*To do*: Which of the lines below include the word "that"? Pull each one out.

Stored data
%%

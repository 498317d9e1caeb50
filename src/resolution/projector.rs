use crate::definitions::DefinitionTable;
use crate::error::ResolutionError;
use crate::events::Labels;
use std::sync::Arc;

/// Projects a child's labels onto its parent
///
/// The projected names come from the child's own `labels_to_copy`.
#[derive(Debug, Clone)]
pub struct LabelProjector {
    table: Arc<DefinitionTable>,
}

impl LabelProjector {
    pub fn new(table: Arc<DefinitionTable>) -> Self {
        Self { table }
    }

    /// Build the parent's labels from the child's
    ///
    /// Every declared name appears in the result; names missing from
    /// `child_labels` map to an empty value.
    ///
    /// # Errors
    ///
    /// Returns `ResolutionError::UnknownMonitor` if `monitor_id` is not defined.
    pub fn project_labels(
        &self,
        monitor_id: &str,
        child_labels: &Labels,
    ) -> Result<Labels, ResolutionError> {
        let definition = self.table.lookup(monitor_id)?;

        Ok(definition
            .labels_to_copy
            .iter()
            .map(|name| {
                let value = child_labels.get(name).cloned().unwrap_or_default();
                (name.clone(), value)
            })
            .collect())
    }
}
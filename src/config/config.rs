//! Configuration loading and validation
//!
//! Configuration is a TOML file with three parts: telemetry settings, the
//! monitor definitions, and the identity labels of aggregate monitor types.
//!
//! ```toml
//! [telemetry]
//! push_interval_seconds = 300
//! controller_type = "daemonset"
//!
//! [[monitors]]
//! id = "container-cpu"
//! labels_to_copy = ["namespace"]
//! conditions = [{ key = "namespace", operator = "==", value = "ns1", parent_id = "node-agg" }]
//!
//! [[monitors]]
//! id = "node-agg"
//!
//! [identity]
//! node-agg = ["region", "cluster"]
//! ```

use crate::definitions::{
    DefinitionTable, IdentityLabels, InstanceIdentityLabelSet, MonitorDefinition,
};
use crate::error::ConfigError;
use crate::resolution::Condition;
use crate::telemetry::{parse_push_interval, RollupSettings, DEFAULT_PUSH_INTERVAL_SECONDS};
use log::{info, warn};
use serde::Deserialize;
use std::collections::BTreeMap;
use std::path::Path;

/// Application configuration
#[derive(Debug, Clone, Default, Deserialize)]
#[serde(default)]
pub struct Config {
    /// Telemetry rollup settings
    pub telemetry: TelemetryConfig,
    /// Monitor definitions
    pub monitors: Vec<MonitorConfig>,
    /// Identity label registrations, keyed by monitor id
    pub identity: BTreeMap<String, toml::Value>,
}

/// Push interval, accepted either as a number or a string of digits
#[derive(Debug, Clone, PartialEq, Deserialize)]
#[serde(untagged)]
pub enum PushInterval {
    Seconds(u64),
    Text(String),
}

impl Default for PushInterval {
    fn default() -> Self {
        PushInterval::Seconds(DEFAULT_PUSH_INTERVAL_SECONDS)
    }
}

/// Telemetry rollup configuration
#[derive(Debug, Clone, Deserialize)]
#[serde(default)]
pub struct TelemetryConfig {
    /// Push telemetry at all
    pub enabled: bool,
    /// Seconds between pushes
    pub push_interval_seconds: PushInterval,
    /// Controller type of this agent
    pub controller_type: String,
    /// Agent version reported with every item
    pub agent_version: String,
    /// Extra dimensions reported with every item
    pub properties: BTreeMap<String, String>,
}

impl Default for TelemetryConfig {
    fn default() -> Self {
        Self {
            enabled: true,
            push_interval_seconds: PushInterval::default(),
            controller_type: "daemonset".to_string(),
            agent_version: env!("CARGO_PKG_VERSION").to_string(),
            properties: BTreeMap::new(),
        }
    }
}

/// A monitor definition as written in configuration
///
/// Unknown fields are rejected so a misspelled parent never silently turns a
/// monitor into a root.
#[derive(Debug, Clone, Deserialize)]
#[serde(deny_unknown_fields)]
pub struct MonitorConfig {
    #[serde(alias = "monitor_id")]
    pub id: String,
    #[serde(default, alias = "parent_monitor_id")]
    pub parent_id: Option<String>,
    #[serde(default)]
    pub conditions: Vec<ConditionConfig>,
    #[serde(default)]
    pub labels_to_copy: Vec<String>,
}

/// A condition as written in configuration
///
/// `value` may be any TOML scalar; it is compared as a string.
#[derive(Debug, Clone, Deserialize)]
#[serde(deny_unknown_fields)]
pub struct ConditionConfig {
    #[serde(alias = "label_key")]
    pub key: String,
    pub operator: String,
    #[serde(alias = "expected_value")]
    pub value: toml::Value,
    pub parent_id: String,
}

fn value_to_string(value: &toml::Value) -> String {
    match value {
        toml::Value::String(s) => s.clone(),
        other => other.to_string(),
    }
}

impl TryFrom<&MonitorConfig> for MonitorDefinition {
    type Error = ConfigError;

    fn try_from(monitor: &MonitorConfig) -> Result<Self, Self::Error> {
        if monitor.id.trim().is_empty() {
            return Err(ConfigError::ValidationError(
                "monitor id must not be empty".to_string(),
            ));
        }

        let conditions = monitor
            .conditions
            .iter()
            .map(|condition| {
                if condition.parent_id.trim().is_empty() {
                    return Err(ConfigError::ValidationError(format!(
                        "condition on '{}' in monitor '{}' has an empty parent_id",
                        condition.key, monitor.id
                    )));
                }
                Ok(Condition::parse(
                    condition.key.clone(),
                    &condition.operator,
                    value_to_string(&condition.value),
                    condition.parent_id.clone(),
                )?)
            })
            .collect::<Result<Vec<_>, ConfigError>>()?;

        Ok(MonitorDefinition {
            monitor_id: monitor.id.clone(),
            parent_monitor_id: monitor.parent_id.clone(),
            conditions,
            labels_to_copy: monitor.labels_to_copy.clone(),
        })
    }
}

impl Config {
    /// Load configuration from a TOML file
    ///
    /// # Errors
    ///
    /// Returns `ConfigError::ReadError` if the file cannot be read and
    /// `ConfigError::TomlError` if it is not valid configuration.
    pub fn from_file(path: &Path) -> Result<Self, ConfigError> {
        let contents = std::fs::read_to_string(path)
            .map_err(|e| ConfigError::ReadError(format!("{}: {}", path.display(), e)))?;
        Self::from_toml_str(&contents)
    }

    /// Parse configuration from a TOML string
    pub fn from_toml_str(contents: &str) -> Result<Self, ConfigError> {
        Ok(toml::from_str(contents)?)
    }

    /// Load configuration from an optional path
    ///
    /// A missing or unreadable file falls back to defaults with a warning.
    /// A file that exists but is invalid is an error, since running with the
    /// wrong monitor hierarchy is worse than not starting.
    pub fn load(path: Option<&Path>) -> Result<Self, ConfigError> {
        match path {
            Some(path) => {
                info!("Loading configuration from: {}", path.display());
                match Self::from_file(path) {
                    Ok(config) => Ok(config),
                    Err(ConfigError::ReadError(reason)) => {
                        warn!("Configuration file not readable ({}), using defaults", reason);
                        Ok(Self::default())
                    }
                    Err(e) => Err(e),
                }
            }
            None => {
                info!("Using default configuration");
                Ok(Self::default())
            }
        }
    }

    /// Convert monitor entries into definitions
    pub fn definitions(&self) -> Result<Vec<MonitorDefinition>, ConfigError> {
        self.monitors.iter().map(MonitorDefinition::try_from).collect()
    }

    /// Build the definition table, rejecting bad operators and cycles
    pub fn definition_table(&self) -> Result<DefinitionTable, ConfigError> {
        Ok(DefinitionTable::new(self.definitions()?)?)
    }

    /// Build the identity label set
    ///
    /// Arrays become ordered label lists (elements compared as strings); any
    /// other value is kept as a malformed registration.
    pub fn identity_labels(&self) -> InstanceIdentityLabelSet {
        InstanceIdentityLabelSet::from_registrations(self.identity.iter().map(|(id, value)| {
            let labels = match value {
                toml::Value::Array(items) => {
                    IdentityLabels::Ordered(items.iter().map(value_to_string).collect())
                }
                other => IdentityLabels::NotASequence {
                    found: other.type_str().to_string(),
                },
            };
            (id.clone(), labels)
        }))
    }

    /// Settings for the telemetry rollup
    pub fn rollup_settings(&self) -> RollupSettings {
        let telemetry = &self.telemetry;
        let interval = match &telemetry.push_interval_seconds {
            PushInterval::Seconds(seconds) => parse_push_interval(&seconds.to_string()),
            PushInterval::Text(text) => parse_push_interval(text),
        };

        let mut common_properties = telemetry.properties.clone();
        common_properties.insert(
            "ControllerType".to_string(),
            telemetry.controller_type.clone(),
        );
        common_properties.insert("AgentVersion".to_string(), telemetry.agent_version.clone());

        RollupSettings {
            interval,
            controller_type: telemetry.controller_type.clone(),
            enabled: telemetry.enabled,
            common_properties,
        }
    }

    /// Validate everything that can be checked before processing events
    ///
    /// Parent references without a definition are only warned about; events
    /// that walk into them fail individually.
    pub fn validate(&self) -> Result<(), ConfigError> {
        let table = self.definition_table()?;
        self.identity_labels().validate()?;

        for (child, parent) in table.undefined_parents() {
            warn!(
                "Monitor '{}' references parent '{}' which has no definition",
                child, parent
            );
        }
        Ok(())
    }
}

%%

*Response for this exercise*:
    /// A file that exists but is invalid is an error, since running with the
    /// Validate everything that can be checked before processing events
    /// that walk into them fail individually.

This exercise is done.